In his address, Dollens says “risk capital” aka venture capitalists pay for 20% of all innovation in life sciences and medical devices. The figure goes up if you factor in private equity firms, he says. If private equity and venture capital investors don’t see the potential for “above average return” on their investment, they’ll walk.

“Do VCs have to invest in life sciences? Are there any barriers to where the money flows? The answer is obvious. They are not,” says Dollens. “They’re not tied to health care. They are not tied to life sciences.”

Dollen holds Guidant up as a prime example of the power of innovation. The company was built around its ability to discover and develop new products. At any point in time, two-thirds of Guidant’s sales came from products that were less than 12 months old, and Dollens says that ability to innovate was an asset its suitors sought to acquire (along with its existing businesses, of course).

The Eli Lilly spin-off grew from a $1 billion company in 1994 to a $27 billion company in 2006 when Boston Scientific outbid Johnson & Johnson to buy the company. (For BSC CEO James Tobin's take on the integration of Guidant, go here.)

In a question and answer session with colleague David Cassak and the audience following the address, Dollens questioned whether Guidant’s rapid rise could be recreated today. “I think you could,” he says. “But I don’t think you’ll have the market capitalization because of the health care policy concerns.”

Patients and physicians have an appetite for new technologies, but Dollens wonders where there's an equal desire to pay for them. He suggests the primary purpose of Health Care Technology Assessments—the extensive study of a device's technology and impacts on health care—is to keep a lid on costs.

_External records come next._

use anyhow::Context;
use shelf_algo::{Recorder, find_all, find_first, find_first_observed, merge_sort, merge_sort_observed};
use shelf_primitives::{Field, Keyed, Value};
use shelf_report::{Report, ReportOptions};

use crate::cli::Command;


/// Name searched for by the demonstration.
pub const DEMO_NAME: &str = "Laptop";
/// Category binary-searched by the demonstration.
pub const DEMO_CATEGORY: &str = "Audio";
/// Category listed in full by the demonstration.
pub const DEMO_ALL_CATEGORY: &str = "Periferal";

/// Runs `command` over `records` and returns the rendered report.
pub fn execute<R: Keyed + Clone>(command: &Command, records: &[R], options: ReportOptions, trace: bool) -> anyhow::Result<String> {
	tracing::debug!(?command, records = records.len(), trace, "executing");

	let mut session = Session {
		report: Report::new(options),
		recorder: Recorder::new(),
		trace,
	};

	match command {
		Command::Demo => session.demo(records)?,
		Command::Sort { by } => {
			session.report.section(&format!("SORTED BY {}", by.to_string().to_uppercase()));
			let sorted = session.sort(records, *by)?;
			session.report.table(&sorted);
		}
		Command::Search { by, value } => {
			let target = Value::parse(*by, value)?;
			session.report.section(&format!("SEARCH BY {} (binary search)", by.to_string().to_uppercase()));
			let sorted = session.sort(records, *by)?;
			session.search(&sorted, *by, &target)?;
		}
		Command::FindAll { by, value, sorted } => {
			let target = Value::parse(*by, value)?;
			session.report.section(&format!("ALL ITEMS BY {} (linear search)", by.to_string().to_uppercase()));
			let scanned = if *sorted { session.sort(records, *by)? } else { records.to_vec() };
			session.find_all(&scanned, *by, &target)?;
		}
	}

	Ok(session.report.finish())
}

struct Session<R> {
	report: Report,
	recorder: Recorder<R>,
	trace: bool,
}

impl<R: Keyed + Clone> Session<R> {
	fn demo(&mut self, records: &[R]) -> anyhow::Result<()> {
		self.report.banner("INVENTORY MANAGEMENT SYSTEM");
		self.report.heading("INITIAL INVENTORY");
		self.report.table(records);

		self.report.section("SORTED BY NAME (A-Z)");
		let by_name = self.sort(records, Field::Name)?;
		self.report.table(&by_name);

		self.report.section("SORTED BY CATEGORY");
		let by_category = self.sort(records, Field::Category)?;
		self.report.table(&by_category);

		self.report.section("SEARCH BY NAME (binary search)");
		self.search(&by_name, Field::Name, &Value::from(DEMO_NAME))?;

		self.report.section("SEARCH BY CATEGORY (binary search)");
		self.search(&by_category, Field::Category, &Value::from(DEMO_CATEGORY))?;

		self.report.section("ALL ITEMS BY CATEGORY (linear search)");
		self.find_all(&by_category, Field::Category, &Value::from(DEMO_ALL_CATEGORY))?;

		self.report.blank().banner("DONE");
		Ok(())
	}

	fn sort(&mut self, records: &[R], field: Field) -> anyhow::Result<Vec<R>> {
		let sorted = if self.trace {
			merge_sort_observed(records, field, &mut self.recorder)
		} else {
			merge_sort(records, field)
		}
		.with_context(|| format!("failed to sort by {field}"))?;

		if self.trace {
			let steps = self.recorder.take_sort_steps();
			self.report.heading(&format!("merge sort by {field}: {} steps", steps.len()));
			self.report.sort_trace(field, &steps);
		}
		Ok(sorted)
	}

	fn search(&mut self, sorted: &[R], field: Field, target: &Value) -> anyhow::Result<()> {
		self.report.searching(field, target);

		let hit = if self.trace {
			find_first_observed(sorted, field, target, &mut self.recorder)
		} else {
			find_first(sorted, field, target)
		}
		.with_context(|| format!("failed to search {field} for '{target}'"))?;

		if self.trace {
			let steps = self.recorder.take_search_steps();
			self.report.search_trace(field, &steps);
		}
		self.report.search_result(field, target, hit.map(|index| (index, &sorted[index])));
		Ok(())
	}

	fn find_all(&mut self, records: &[R], field: Field, target: &Value) -> anyhow::Result<()> {
		self.report.line(format!("Searching for all items with {field} '{target}'...")).blank();
		let hits = find_all(records, field, target).with_context(|| format!("failed to scan {field} for '{target}'"))?;
		self.report.matches(field, target, &hits);
		Ok(())
	}
}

More ominously, Dollens recalled a meeting Guidant officials had with CMS “a couple of secretaries ago” seeking reimbursement for a new device that already had received FDA approval. The Guidant officials presented the data showing that the company's device improved mortality rates in a certain patient profile.

He said the secretary’s first question was, “`Well how many patients are we talking about?’”

“He can ask that question for one of two reasons: one because he could be concerned about how many lives we were potentially going to save…”

“Or,” Cassak offered, implying CMS was concerned more about how much the new device would cost.

“And I think it’s the 'or’,” Dollens concluded.